The key eight commercial considerations for tumor-agnostic therapies

Recommendations for manufacturers looking to launch tumor-agnostic therapies

The tumor-agnostic space is incredibly exciting and an area that is likely to be explored further. To realize the benefits of these new therapies and facilitate patient access to tumor-agnostic therapies, manufacturers will need to take several actions to ensure uptake and encourage ongoing innovation in the relevant cancers.

Before tumor-agnostic products may be considered as a serious treatment option for oncology patients, manufacturers will need to continue with robust research and development, educating stakeholders, and building confidence among providers.

Additional evidence generation is also critical from a European access perspective. In the foreseeable future, most HTA bodies are still likely to demand an evidence package supporting clinical benefit compared to the standard of care within each tumor type. In order to respond to these demands, the manufacturers should consider well-designed randomized controlled trials (RCTs). In some markets, real-world evidence collected through different mechanisms and synthetic comparator arms can also be leveraged to alleviate some payer concerns.

As commercial success will be more difficult than the conventional oncology process it also means the payoff is likely to be delayed. Aggressive lifestyle management programs and market shaping have the potential to make these therapies strong oncology assets, which will have a profound impact on their manufacturers’ positions in the market, particularly as innovation leaders.
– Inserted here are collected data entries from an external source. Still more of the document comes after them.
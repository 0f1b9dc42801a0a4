// Copyright 2025-Present Datadog, Inc. https://www.datadoghq.com/
// SPDX-License-Identifier: Apache-2.0

//! Shutdown plumbing of the background polling thread

use std::{
    sync::{Arc, Condvar, Mutex, PoisonError},
    thread,
    time::Duration,
};

use tokio_util::sync::CancellationToken;

use crate::{error::SamplerError, log::Logger, xray_error};

#[derive(Debug, Default)]
struct ShutdownSignaler {
    shutdown_finished: Mutex<bool>,
    shutdown_condvar: Condvar,
}

impl ShutdownSignaler {
    fn signal_shutdown(&self) {
        let mut finished = self
            .shutdown_finished
            .lock()
            .unwrap_or_else(PoisonError::into_inner);
        *finished = true;
        self.shutdown_condvar.notify_all();
    }

    fn wait_for_shutdown(&self, timeout: Duration) -> Result<(), SamplerError> {
        let Ok(finished) = self.shutdown_finished.lock() else {
            return Ok(());
        };
        let Ok((_finished, wait)) =
            self.shutdown_condvar
                .wait_timeout_while(finished, timeout, |f| !*f)
        else {
            return Ok(());
        };
        if wait.timed_out() {
            return Err(SamplerError::ShutdownTimedOut(timeout));
        }
        Ok(())
    }
}

/// Owner side of a worker thread.
///
/// Dropping the handle cancels the worker without waiting for it.
pub(crate) struct WorkerHandle {
    join_handle: Mutex<Option<thread::JoinHandle<()>>>,
    cancel_token: CancellationToken,
    shutdown_finished: Arc<ShutdownSignaler>,
    logger: Arc<dyn Logger>,
}

impl Drop for WorkerHandle {
    fn drop(&mut self) {
        self.trigger_shutdown();
    }
}

impl WorkerHandle {
    /// Runs `work` on a new named thread
    pub(crate) fn spawn<F>(
        name: &str,
        logger: Arc<dyn Logger>,
        work: F,
    ) -> Result<WorkerHandle, SamplerError>
    where
        F: FnOnce(ShutdownReceiver) + Send + 'static,
    {
        let cancel_token = CancellationToken::new();
        let shutdown_finished = Arc::new(ShutdownSignaler::default());
        let shutdown_receiver = ShutdownReceiver {
            cancel_token: cancel_token.clone(),
            shutdown_finished: shutdown_finished.clone(),
        };
        let join_handle = thread::Builder::new()
            .name(name.to_string())
            .spawn(move || work(shutdown_receiver))
            .map_err(|e| SamplerError::RuntimeCreation(e.to_string()))?;
        Ok(WorkerHandle {
            join_handle: Mutex::new(Some(join_handle)),
            cancel_token,
            shutdown_finished,
            logger,
        })
    }

    pub(crate) fn trigger_shutdown(&self) {
        self.cancel_token.cancel();
    }

    pub(crate) fn is_shutdown_triggered(&self) -> bool {
        self.cancel_token.is_cancelled()
    }

    /// Waits for the worker to exit. Returns immediately if it was already joined.
    pub(crate) fn wait_for_shutdown(&self, timeout: Duration) -> Result<(), SamplerError> {
        let Some(handle) = self
            .join_handle
            .lock()
            .map_err(|_| {
                xray_error!(
                    self.logger,
                    "RemoteSampler.wait_for_shutdown: handle mutex poisoned"
                );
                SamplerError::HandleMutexPoisoned
            })?
            .take()
        else {
            return Ok(());
        };
        self.shutdown_finished.wait_for_shutdown(timeout)?;
        handle.join().map_err(|e| {
            let err = if let Some(e) = e.downcast_ref::<&'static str>() {
                e
            } else if let Some(e) = e.downcast_ref::<String>() {
                e
            } else {
                "unknown panic type"
            };
            xray_error!(
                self.logger,
                "RemoteSampler.wait_for_shutdown: Worker panicked: {}",
                err
            );
            SamplerError::WorkerPanicked(err.to_string())
        })?;
        Ok(())
    }
}

/// Worker side of the shutdown signal
///
/// When this struct is dropped, it will signal that the shutdown is finished to the
/// handle
pub(crate) struct ShutdownReceiver {
    cancel_token: CancellationToken,
    shutdown_finished: Arc<ShutdownSignaler>,
}

impl Drop for ShutdownReceiver {
    fn drop(&mut self) {
        self.shutdown_finished.signal_shutdown();
    }
}

impl ShutdownReceiver {
    /// Completes once the handle triggered a shutdown
    pub(crate) async fn cancelled(&self) {
        self.cancel_token.cancelled().await
    }
}
// Copyright 2025-Present Datadog, Inc. https://www.datadoghq.com/
// SPDX-License-Identifier: Apache-2.0

use std::cell::RefCell;
use std::time::Duration;

use rand::{Rng, SeedableRng};

use crate::constants::polling::CLIENT_ID_LEN;

thread_local! {
    static RNG: RefCell<rand::rngs::SmallRng> = RefCell::new(rand::rngs::SmallRng::from_entropy());
}

/// Wall clock time in whole seconds since the UNIX epoch
pub(crate) fn epoch_secs() -> u64 {
    std::time::UNIX_EPOCH
        .elapsed()
        .map(|d| d.as_secs())
        .unwrap_or(0)
}

/// Wall clock time in fractional seconds since the UNIX epoch, as the collector expects it
pub(crate) fn epoch_secs_f64() -> f64 {
    std::time::UNIX_EPOCH
        .elapsed()
        .map(|d| d.as_secs_f64())
        .unwrap_or(0.0)
}

/// Random identifier of `CLIENT_ID_LEN` lowercase hex characters
pub(crate) fn generate_client_id() -> String {
    RNG.with(|rng| {
        let mut rng = rng.borrow_mut();
        (0..CLIENT_ID_LEN)
            .map(|_| char::from_digit(rng.gen_range(0..16), 16).unwrap_or('0'))
            .collect()
    })
}

/// Returns `interval` plus a random delay in `[0, max_jitter)`
pub(crate) fn with_jitter(interval: Duration, max_jitter: Duration) -> Duration {
    let max_ms = max_jitter.as_millis() as u64;
    if max_ms == 0 {
        return interval;
    }
    let jitter = RNG.with(|rng| rng.borrow_mut().gen_range(0..max_ms));
    interval + Duration::from_millis(jitter)
}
The tumor-agnostic treatment therapeutic approach is likely to become more prevalent as new targetable biomarkers that play similar roles across a wide range of tumors are identified, and pursuing investment in research and development for tumor-agnostic indications will ultimately be worthwhile for manufacturers. These opportunities will arise sooner if the industry continues to lay the groundwork of genetic-testing, NGS availability, robust clinical and real-world evidence development, and published data.